Оно мне таким казалось.
Монтдоры прислали за мной в Оксфорд машину. Когда я прибыла в Хэмптон, меня отвели прямиком наверх, в мою комнату, где я приняла ванну и, в соответствии с инструкциями, принесенными мне горничной леди Монтдор, переоделась в дневное платье. Со времен замужества я не провела в Хэмптоне ни одной ночи. Зная, что Альфред не захочет ехать, я всегда отказывалась от приглашений леди Монтдор, но моя тамошняя спальня по-прежнему была мне хорошо знакома. Я наизусть знала каждый ее дюйм. Ничто в ней никогда не менялось. Даже книги в книгодержателях были все теми же, которые я знала и читала уже двенадцать лет, то есть более половины моей жизни: романы Роберта Хиченса и У. Дж. Локка, «Наполеон, последняя фаза» лорда Розбери, «Дом радости» Эдит Уортон, «Две благородные жизни» Хэйра, «Дракула» и книга по воспитанию собак. Перед ними на высоком комоде красного дерева стоял японский бронзовый чайник с вычеканенными водяными лилиями. На стенах, помимо двух картин старых мастеров, характерных для деревенского дома и так презираемых Дэви, висели репродукция картины Морланда «Разъездные торговцы, собирающиеся на рынок», акварель, запечатлевшая Старого лорда в килте, и картина маслом с изображением Толедо, написанная то ли Малышом, то ли леди Монтдор. Стили у них были неразличимы. Картина была написана в их ранней манере и висела там, вероятно, лет двадцать. Эта комната в моем представлении обладала качеством утробы, отчасти потому что была такой красной, теплой, бархатистой и замкнутой, а отчасти из-за ужаса, который всегда одолевал меня прежде при мысли о необходимости покинуть ее и отважиться спуститься вниз.

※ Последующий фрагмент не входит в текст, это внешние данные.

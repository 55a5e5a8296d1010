//! HAR 1.2 structures.
//!
//! Every struct keeps the keys it does not declare in `extra`, so vendor
//! extensions (`_workerStart`, `comment`, ...) survive a decode/encode cycle.
//! Optional fields encode as `null` when absent.

use serde::{Deserialize, Serialize};

use crate::Record;

#[derive(Debug, Clone, PartialEq, Serialize, Deserialize)]
pub struct Header {
    pub name: String,
    pub value: String,
    #[serde(flatten)]
    pub extra: Record,
}

/// Query-string parameters share the header layout.
pub type QueryParam = Header;

#[derive(Debug, Clone, PartialEq, Serialize, Deserialize)]
#[serde(rename_all = "camelCase")]
pub struct Cookie {
    pub name: String,
    pub value: String,
    pub path: Option<String>,
    pub domain: Option<String>,
    pub expires: Option<String>,
    pub http_only: Option<bool>,
    pub secure: Option<bool>,
    pub same_site: Option<String>,
    #[serde(flatten)]
    pub extra: Record,
}

#[derive(Debug, Clone, PartialEq, Serialize, Deserialize)]
#[serde(rename_all = "camelCase")]
pub struct Request {
    pub method: String,
    pub url: String,
    pub http_version: Option<String>,
    #[serde(default)]
    pub headers: Vec<Header>,
    #[serde(default)]
    pub query_string: Vec<QueryParam>,
    #[serde(default)]
    pub cookies: Vec<Cookie>,
    pub headers_size: Option<i64>,
    pub body_size: Option<i64>,
    pub post_data: Option<Record>,
    #[serde(flatten)]
    pub extra: Record,
}

impl Request {
    /// First header with the given name, compared case-insensitively.
    pub fn header(&self, name: &str) -> Option<&str> {
        find_header(&self.headers, name)
    }
}

#[derive(Debug, Clone, PartialEq, Serialize, Deserialize)]
#[serde(rename_all = "camelCase")]
pub struct Content {
    pub size: i64,
    #[serde(default = "default_mime_type")]
    pub mime_type: String,
    pub text: Option<String>,
    pub encoding: Option<String>,
    #[serde(flatten)]
    pub extra: Record,
}

fn default_mime_type() -> String {
    "application/octet-stream".to_string()
}

#[derive(Debug, Clone, PartialEq, Serialize, Deserialize)]
#[serde(rename_all = "camelCase")]
pub struct Response {
    pub status: i64,
    #[serde(default)]
    pub status_text: String,
    pub http_version: Option<String>,
    #[serde(default)]
    pub headers: Vec<Header>,
    #[serde(default)]
    pub cookies: Vec<Cookie>,
    pub content: Content,
    #[serde(default, rename = "redirectURL")]
    pub redirect_url: String,
    pub headers_size: Option<i64>,
    pub body_size: Option<i64>,
    #[serde(flatten)]
    pub extra: Record,
}

impl Response {
    pub fn header(&self, name: &str) -> Option<&str> {
        find_header(&self.headers, name)
    }
}

fn find_header<'a>(headers: &'a [Header], name: &str) -> Option<&'a str> {
    headers
        .iter()
        .find(|h| h.name.eq_ignore_ascii_case(name))
        .map(|h| h.value.as_str())
}

/// Phase timings in milliseconds; `-1` marks a phase that does not apply.
#[derive(Debug, Clone, PartialEq, Serialize, Deserialize)]
pub struct Timings {
    pub blocked: Option<f64>,
    pub dns: Option<f64>,
    pub connect: Option<f64>,
    pub send: f64,
    pub wait: f64,
    pub receive: f64,
    pub ssl: Option<f64>,
    #[serde(flatten)]
    pub extra: Record,
}

/// One request/response exchange.
///
/// The request, response and timings types are parameters so that
/// extended entry models (see [`crate::model::DevToolsEntry`]) reuse this
/// layout with richer sub-structures.
#[derive(Debug, Clone, PartialEq, Serialize, Deserialize)]
#[serde(rename_all = "camelCase")]
pub struct Entry<Rq = Request, Rs = Response, Tm = Timings> {
    pub started_date_time: String,
    pub time: f64,
    pub request: Rq,
    pub response: Rs,
    pub cache: Record,
    pub timings: Tm,
    #[serde(rename = "serverIPAddress")]
    pub server_ip_address: Option<String>,
    pub connection: Option<String>,
    pub pageref: Option<String>,
    #[serde(flatten)]
    pub extra: Record,
}

#[derive(Debug, Clone, PartialEq, Serialize, Deserialize)]
pub struct Creator {
    pub name: String,
    pub version: String,
    #[serde(flatten)]
    pub extra: Record,
}

/// The optional `browser` block has the same layout as `creator`.
pub type Browser = Creator;

#[derive(Debug, Clone, PartialEq, Serialize, Deserialize)]
#[serde(rename_all = "camelCase")]
pub struct PageTimings {
    pub on_content_load: Option<f64>,
    pub on_load: Option<f64>,
    #[serde(flatten)]
    pub extra: Record,
}

#[derive(Debug, Clone, PartialEq, Serialize, Deserialize)]
#[serde(rename_all = "camelCase")]
pub struct Page {
    pub started_date_time: String,
    pub id: String,
    pub title: String,
    pub page_timings: PageTimings,
    #[serde(flatten)]
    pub extra: Record,
}

impl AsRef<Request> for Request {
    fn as_ref(&self) -> &Request {
        self
    }
}

impl AsRef<Response> for Response {
    fn as_ref(&self) -> &Response {
        self
    }
}

impl AsRef<Timings> for Timings {
    fn as_ref(&self) -> &Timings {
        self
    }
}

#[cfg(test)]
mod tests {
    use super::*;
    use serde_json::json;

    fn request_value() -> serde_json::Value {
        json!({
            "method": "GET",
            "url": "https://example.com/a",
            "headers": [
                {"name": "Accept", "value": "*/*"},
                {"name": "X-Trace", "value": "abc"}
            ],
            "headersSize": -1,
            "bodySize": 0,
            "_vendor": {"k": 1}
        })
    }

    #[test]
    fn request_defaults_and_extras() {
        let req: Request = serde_json::from_value(request_value()).unwrap();
        assert_eq!(req.method, "GET");
        assert!(req.cookies.is_empty());
        assert!(req.query_string.is_empty());
        assert_eq!(req.headers_size, Some(-1));
        assert_eq!(req.extra.get("_vendor"), Some(&json!({"k": 1})));
    }

    #[test]
    fn header_lookup_is_case_insensitive() {
        let req: Request = serde_json::from_value(request_value()).unwrap();
        assert_eq!(req.header("accept"), Some("*/*"));
        assert_eq!(req.header("x-trace"), Some("abc"));
        assert_eq!(req.header("missing"), None);
    }

    #[test]
    fn response_defaults() {
        let resp: Response = serde_json::from_value(json!({
            "status": 204,
            "content": {"size": 0}
        }))
        .unwrap();
        assert_eq!(resp.status_text, "");
        assert_eq!(resp.redirect_url, "");
        assert_eq!(resp.content.mime_type, "application/octet-stream");
    }

    #[test]
    fn wire_names_survive_encoding() {
        let resp: Response = serde_json::from_value(json!({
            "status": 301,
            "statusText": "Moved",
            "redirectURL": "https://example.com/b",
            "content": {"size": 0, "mimeType": "text/html"}
        }))
        .unwrap();
        let back = serde_json::to_value(&resp).unwrap();
        assert_eq!(back["redirectURL"], "https://example.com/b");
        assert_eq!(back["statusText"], "Moved");
        assert_eq!(back["content"]["mimeType"], "text/html");
        assert!(back.get("redirect_url").is_none());
    }

    #[test]
    fn timings_accept_integer_values() {
        let t: Timings = serde_json::from_value(json!({
            "send": 1, "wait": 2, "receive": 3, "dns": -1, "_workerStart": 4
        }))
        .unwrap();
        assert_eq!(t.send, 1.0);
        assert_eq!(t.dns, Some(-1.0));
        assert_eq!(t.blocked, None);
        assert_eq!(t.extra.get("_workerStart"), Some(&json!(4)));
    }
}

Этим вечером, одеваясь, я думала, как прекрасно быть взрослой замужней женщиной и больше не бояться людей. Быть может, я немного боялась лорда Мерлина и ректора колледжа Уодхэм, но эти страхи не были паническими, беспорядочными социальными страхами, их скорее можно было классифицировать как здоровое благоговение, вызываемое талантливыми старейшинами.
Когда я была готова, то спустилась в Длинную галерею, где лорд и леди Монтдор сидели на своих обычных местах по обеим сторонам камина, но отнюдь не в обычном состоянии духа. Оба они, в особенности леди Монтдор, пребывали в нервном возбуждении, и, когда я вошла в комнату, испуганно вскинули головы, а затем вновь расслабились, поняв, что это всего лишь я. Я подумала, что, с точки зрения чужеземца, обитателя лесной глуши с американского континента, они, должно быть, выглядели весьма убедительно. Лорд Монтдор в простой зеленой бархатной домашней куртке смотрелся великолепно со своими седыми волосами и словно высеченным из камня неподвижным лицом, тогда как неряшливая безвкусица леди Монтдор была показателем того, что она слишком величественна, чтобы беспокоиться об одежде, и это тоже, конечно, производило впечатление. На ней был набивной черно-белый крепдешин, а единственными драгоценностями являлись огромные кольца с расположенными в ряд камнями, сверкавшими на ее сильных старческих пальцах. Сидела она, как всегда, довольно широко расставив колени, твердо поставив наземь ступни в больших, украшенных пряжками туфлях и сложив на коленях руки.
– Мы разожгли этот маленький огонь, – сказала она, – подумав, что наш гость может озябнуть после путешествия. – Для нее было необычным ссылаться на какие-либо манипуляции в своем доме, потому что людям полагалось любить все, что там делалось, или просто мириться с этим. – Как ты думаешь, мы услышим шум мотора, когда подъедет машина? Обычно мы слышим, если ветер с запада.
– Думаю, я услышу, – бестактно заявила я. – Я все слышу.
– О, мы и сами не глухи как пень. Покажи Фанни, что ты приготовил для Седрика, Монтдор.